##### Entries shown #####

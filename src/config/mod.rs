//! Configuration management module
//!
//! Responsible for loading and validating client configuration from code or environment variables

pub mod settings;

pub use settings::Settings;
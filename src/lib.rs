//! AI Chat Client Library
//!
//! Provides a typed client for OpenAI-compatible chat completion APIs

pub mod config;
pub mod models;
pub mod services;
pub mod transport;
pub mod utils;

// Re-export common types
pub use config::Settings;
pub use models::chat::{
    ChatMessage, Choice, CompletionRequest, CompletionResponse, Role, Usage,
};
pub use services::ChatClient;
pub use transport::{
    HttpTransport, ReqwestTransport, RetryingTransport, TransportError, TransportRequest,
    TransportResponse,
};
pub use utils::error::{ApiError, ClientError, ClientResult};

/// Library version information
pub const VERSION: &str = env!("CARGO_PKG_VERSION");

/// Library name
pub const NAME: &str = env!("CARGO_PKG_NAME");

/// Library description
pub const DESCRIPTION: &str = env!("CARGO_PKG_DESCRIPTION");

/// Get version information
pub fn version_info() -> String {
    format!("{} v{} - {}", NAME, VERSION, DESCRIPTION)
}
//! Data model unit tests

use aichatclient::models::chat::*;
use serde_json::json;

#[test]
fn test_completion_request_round_trip() {
    let request = CompletionRequest::new("gpt-3.5-turbo", vec![ChatMessage::user("hi")]);

    let json = serde_json::to_string(&request).unwrap();
    let deserialized: CompletionRequest = serde_json::from_str(&json).unwrap();

    assert_eq!(deserialized.model, "gpt-3.5-turbo");
    assert_eq!(deserialized.messages, vec![ChatMessage::user("hi")]);
}

#[test]
fn test_message_order_is_preserved() {
    let messages = vec![
        ChatMessage::system("You are concise"),
        ChatMessage::user("first question"),
        ChatMessage::assistant("first answer"),
        ChatMessage::user("second question"),
    ];
    let request = CompletionRequest::new("gpt-4", messages.clone());

    let json = serde_json::to_string(&request).unwrap();
    let deserialized: CompletionRequest = serde_json::from_str(&json).unwrap();

    assert_eq!(deserialized.messages, messages);
}

#[test]
fn test_minimal_wire_body() {
    let request = CompletionRequest::new("gpt-3.5-turbo", vec![ChatMessage::user("hi")]);
    let value = serde_json::to_value(&request).unwrap();

    // Unset optional parameters must not appear as keys
    assert_eq!(
        value,
        json!({
            "model": "gpt-3.5-turbo",
            "messages": [{"role": "user", "content": "hi"}],
        })
    );
}

#[test]
fn test_optional_parameters_on_wire() {
    let mut request = CompletionRequest::new("gpt-4", vec![ChatMessage::user("hi")]);
    request.max_tokens = Some(64);
    request.temperature = Some(0.2);

    let value = serde_json::to_value(&request).unwrap();
    assert_eq!(value["max_tokens"], json!(64));
    assert_eq!(value["temperature"], json!(0.2));
    assert!(value.get("top_p").is_none());
}

#[test]
fn test_completion_response_deserialization() {
    let body = json!({
        "id": "chatcmpl-abc123",
        "object": "chat.completion",
        "created": 1700000000u64,
        "choices": [{
            "index": 0,
            "message": {"role": "assistant", "content": "Hello there"},
            "finish_reason": "stop",
        }],
        "usage": {"prompt_tokens": 9, "completion_tokens": 3, "total_tokens": 12},
    });

    let response: CompletionResponse = serde_json::from_value(body).unwrap();

    assert_eq!(response.id, "chatcmpl-abc123");
    assert_eq!(response.created, 1700000000);
    assert_eq!(response.choices.len(), 1);
    assert_eq!(response.choices[0].index, 0);
    assert_eq!(response.choices[0].message.role, Role::Assistant);
    assert_eq!(response.choices[0].finish_reason.as_deref(), Some("stop"));
    assert_eq!(response.usage.total_tokens, 12);
    assert_eq!(response.first_message_content(), "Hello there");
}

#[test]
fn test_empty_choices_is_valid() {
    let body = json!({
        "id": "chatcmpl-empty",
        "object": "chat.completion",
        "created": 1700000000u64,
        "choices": [],
        "usage": {"prompt_tokens": 1, "completion_tokens": 0, "total_tokens": 1},
    });

    let response: CompletionResponse = serde_json::from_value(body).unwrap();
    assert!(response.choices.is_empty());
    assert_eq!(response.first_message_content(), "");
}

#[test]
fn test_prompt_then_history_order() {
    let history = vec![
        ChatMessage::assistant("earlier answer"),
        ChatMessage::user("earlier question"),
    ];
    let request = CompletionRequest::from_prompt("gpt-4", "now answer this", history);

    assert_eq!(request.messages[0], ChatMessage::user("now answer this"));
    assert_eq!(request.messages[1], ChatMessage::assistant("earlier answer"));
    assert_eq!(request.messages[2], ChatMessage::user("earlier question"));
}

#[test]
fn test_model_list_deserialization() {
    let body = json!({
        "object": "list",
        "data": [{"id": "gpt-4", "object": "model"}, {"id": "gpt-3.5-turbo", "object": "model"}],
    });

    let models: ModelList = serde_json::from_value(body).unwrap();
    let ids: Vec<String> = models.data.into_iter().map(|m| m.id).collect();
    assert_eq!(ids, vec!["gpt-4", "gpt-3.5-turbo"]);
}
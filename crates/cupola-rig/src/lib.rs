//! Camera rig and globe geocoding for the Cupola viewer.
//!
//! This crate holds the viewer's interaction model with no rendering
//! dependency:
//!
//! - a dual-mode camera rig ([`CameraRig`]) switching between an orbit
//!   inspection camera and a damped first-person walking camera,
//! - a pointer-ray geocoder ([`Geocoder`]) that turns a pixel position into
//!   latitude/longitude on a spherical globe mesh,
//! - click picking, surface classification and globe spin,
//! - [`ViewerSession`], which owns all of the above for one mounted viewer.
//!
//! # Example
//!
//! ```
//! use cupola_rig::{RigEvent, RigSettings, ViewerSession};
//! use glam::{Vec2, Vec3};
//!
//! let mut session = ViewerSession::new(RigSettings::default());
//! session.attach_globe(Vec3::new(0.0, -26.0, 0.0), 24.0);
//!
//! // Per frame: feed input, then advance.
//! session.handle(RigEvent::Wheel(1.0));
//! let frame = session.tick(1.0 / 60.0);
//! assert!(frame.pose.position.is_finite());
//!
//! // On pointer move: resolve the coordinate under the cursor.
//! let viewport = Vec2::new(1280.0, 720.0);
//! let _hover = session.hover(Some(Vec2::new(640.0, 700.0)), viewport);
//! ```

mod error;
pub mod first_person;
pub mod geocode;
pub mod input;
pub mod intersect;
pub mod orbit;
pub mod pick;
pub mod rig;
pub mod session;
pub mod settings;
pub mod spin;
pub mod surface;
pub mod view;

pub use error::{Error, Result};
pub use first_person::{FirstPersonRig, FirstPersonSettings};
pub use geocode::{GeoCoordinate, GeoFrame, GeoPick, Geocoder, SphereGeometryRef, resolve};
pub use input::{DragButton, InputFrame, InputState, MoveAction, MovementKeys};
pub use intersect::{Aabb, Sphere};
pub use orbit::{OrbitRig, OrbitSettings};
pub use pick::{ObjectInfo, PickTarget};
pub use rig::{CameraMode, CameraRig, ModeTransition, RigEvent, TransitionReason};
pub use session::{ClickOutcome, FrameOutput, ViewerSession};
pub use settings::{GlobeSettings, LensSettings, RigSettings};
pub use spin::SpinDriver;
pub use surface::{SurfaceClass, SurfaceStyle, SurfaceTable};
pub use view::{CameraPose, PerspectiveView, Ray};
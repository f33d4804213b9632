//! Interactive Cupola viewer.
//!
//! Orbit around the Cupola model or walk through it in first person, and
//! read latitude/longitude off the globe under the pointer.

mod launch_params;
mod scene;
mod ui;
mod viewer;

use bevy::prelude::*;
use ui::ViewerUiPlugin;
use viewer::{ViewerConfig, ViewerPlugin};

/// Plugin for the main application.
pub struct AppPlugin {
    settings: cupola_rig::RigSettings,
}

impl Plugin for AppPlugin {
    fn build(&self, app: &mut App) {
        app.insert_resource(ViewerConfig::new(self.settings.clone()))
            .add_plugins((ViewerPlugin, ViewerUiPlugin));
    }
}

fn main() {
    // Initialize tracing for native platforms.
    #[cfg(not(target_family = "wasm"))]
    {
        use tracing_subscriber::{layer::SubscriberExt, util::SubscriberInitExt};
        tracing_subscriber::registry()
            .with(tracing_subscriber::fmt::layer())
            .with(
                tracing_subscriber::EnvFilter::try_from_default_env()
                    .unwrap_or_else(|_| tracing_subscriber::EnvFilter::new("info")),
            )
            .init();
    }

    // Initialize tracing for WASM (logs to browser console).
    #[cfg(target_family = "wasm")]
    {
        console_error_panic_hook::set_once();
        tracing_wasm::set_as_global_default();
    }

    let settings = launch_params::parse().settings();

    let mut app = App::new();

    #[allow(unused_mut)]
    let mut window = Window {
        title: "Cupola Viewer".to_string(),
        resolution: (1280, 720).into(),
        ..Default::default()
    };

    // WASM: Fit canvas to parent element and prevent browser event handling.
    #[cfg(target_family = "wasm")]
    {
        window.fit_canvas_to_parent = true;
        window.prevent_default_event_handling = true;
    }

    app.add_plugins(DefaultPlugins.set(WindowPlugin {
        primary_window: Some(window),
        ..Default::default()
    }));

    app.add_plugins(AppPlugin { settings }).run();
}
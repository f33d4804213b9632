//! Viewer overlays.
//!
//! Shows the coordinate under the pointer, the last clicked location, the
//! selected object's details, and the controls panel with the mode and
//! Back buttons.

use bevy::prelude::*;
use bevy_egui::{EguiContexts, EguiPlugin, EguiPrimaryContextPass, egui};
use cupola_rig::{CameraMode, GeoFrame, GeoPick, ObjectInfo, ViewerSession};

use crate::viewer::{ActiveViewer, ViewerRequests};

/// Offset of the hover tooltip from the pointer, in points.
const TOOLTIP_OFFSET: egui::Vec2 = egui::vec2(14.0, 14.0);

/// Plugin for the viewer overlays.
pub struct ViewerUiPlugin;

impl Plugin for ViewerUiPlugin {
    fn build(&self, app: &mut App) {
        app.add_plugins(EguiPlugin::default())
            .init_resource::<UiState>()
            .add_systems(EguiPrimaryContextPass, viewer_ui_system);
    }
}

#[derive(Resource)]
struct UiState {
    show_help: bool,
}

impl Default for UiState {
    fn default() -> Self {
        Self { show_help: true }
    }
}

#[allow(clippy::needless_pass_by_value)]
fn viewer_ui_system(
    mut contexts: EguiContexts,
    viewer: Option<Res<ActiveViewer>>,
    mut requests: ResMut<ViewerRequests>,
    mut state: ResMut<UiState>,
) -> Result {
    let ctx = contexts.ctx_mut()?;

    let Some(viewer) = viewer else {
        egui::Window::new("Cupola Viewer")
            .anchor(egui::Align2::CENTER_CENTER, [0.0, 0.0])
            .collapsible(false)
            .resizable(false)
            .show(ctx, |ui| {
                ui.label("The viewer is closed.");
                if ui.button("Open viewer").clicked() {
                    requests.mount();
                }
            });
        return Ok(());
    };

    if let Some(pick) = viewer.hovered() {
        hover_tooltip(ctx, &pick);
    }
    if let Some(pick) = viewer.last_click() {
        click_overlay(ctx, &pick, viewer.geo_frame());
    }
    if let Some(info) = viewer.selection() {
        object_panel(ctx, info, &mut requests);
    }
    controls_panel(ctx, &viewer, &mut state, &mut requests);

    Ok(())
}

fn hover_tooltip(ctx: &egui::Context, pick: &GeoPick) {
    let pos = egui::pos2(pick.screen.x, pick.screen.y) + TOOLTIP_OFFSET;
    egui::Area::new(egui::Id::new("geo_hover_tooltip"))
        .fixed_pos(pos)
        .order(egui::Order::Tooltip)
        .interactable(false)
        .show(ctx, |ui| {
            egui::Frame::popup(ui.style()).show(ui, |ui| {
                ui.label(pick.coordinate.to_string());
            });
        });
}

fn click_overlay(ctx: &egui::Context, pick: &GeoPick, frame: GeoFrame) {
    egui::Window::new("Clicked Location")
        .anchor(egui::Align2::RIGHT_BOTTOM, [-10.0, -10.0])
        .collapsible(false)
        .resizable(false)
        .show(ctx, |ui| {
            ui.label(format!("Latitude: {:.4}°", pick.coordinate.latitude));
            ui.label(format!("Longitude: {:.4}°", pick.coordinate.longitude));
            ui.label(format!("Screen: ({:.0}, {:.0})", pick.screen.x, pick.screen.y));
            ui.weak(match frame {
                GeoFrame::World => "World frame",
                GeoFrame::BodyFixed => "Body-fixed frame",
            });
        });
}

fn object_panel(ctx: &egui::Context, info: &ObjectInfo, requests: &mut ViewerRequests) {
    egui::Window::new("Object Details")
        .anchor(egui::Align2::RIGHT_TOP, [-10.0, 10.0])
        .collapsible(false)
        .resizable(false)
        .show(ctx, |ui| {
            ui.label(format!("Name: {}", info.name));
            ui.label(format!("Type: {}", info.kind));
            ui.label(format!("Surface: {}", info.surface.label()));
            ui.label(format!(
                "Position: ({:.2}, {:.2}, {:.2})",
                info.position.x, info.position.y, info.position.z
            ));
            ui.label(format!("Distance: {:.2}", info.distance));
            if ui.button("Close").clicked() {
                requests.clear_selection();
            }
        });
}

fn controls_panel(
    ctx: &egui::Context,
    session: &ViewerSession,
    state: &mut UiState,
    requests: &mut ViewerRequests,
) {
    let mode = session.mode();
    egui::Window::new("Controls")
        .default_pos([10.0, 10.0])
        .resizable(false)
        .show(ctx, |ui| {
            ui.horizontal(|ui| {
                if ui.button("Back").clicked() {
                    requests.unmount();
                }
                let (label, target) = match mode {
                    CameraMode::Orbit => ("Enter First Person (E)", CameraMode::FirstPerson),
                    CameraMode::FirstPerson => ("Exit First Person (ESC)", CameraMode::Orbit),
                };
                if ui.button(label).clicked() {
                    requests.set_mode(target);
                }
            });
            ui.label(format!("Mode: {mode}"));
            ui.label(format!(
                "Globe spin: {:.3} rad/s, {} objects",
                session.spin().rate(),
                session.targets().len()
            ));

            if !state.show_help {
                if ui.button("Show Instructions").clicked() {
                    state.show_help = true;
                }
                return;
            }

            ui.separator();
            match mode {
                CameraMode::Orbit => {
                    ui.label("Left drag - Rotate");
                    ui.label("Right drag - Pan");
                    ui.label("Wheel - Zoom");
                    ui.label("Click - Inspect object / location");
                    ui.label("E - First person");
                }
                CameraMode::FirstPerson => {
                    ui.label("WASD - Move");
                    ui.label("Mouse - Look");
                    ui.label("E / ESC - Back to orbit");
                }
            }
            if ui.button("Hide Instructions").clicked() {
                state.show_help = false;
            }
        });
}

#####

Task statement ▸ Where does the word "screen" appear in the records? Copy every line that holds it.

Response area ▸
    let pos = egui::pos2(pick.screen.x, pick.screen.y) + TOOLTIP_OFFSET;
            ui.label(format!("Screen: ({:.0}, {:.0})", pick.screen.x, pick.screen.y));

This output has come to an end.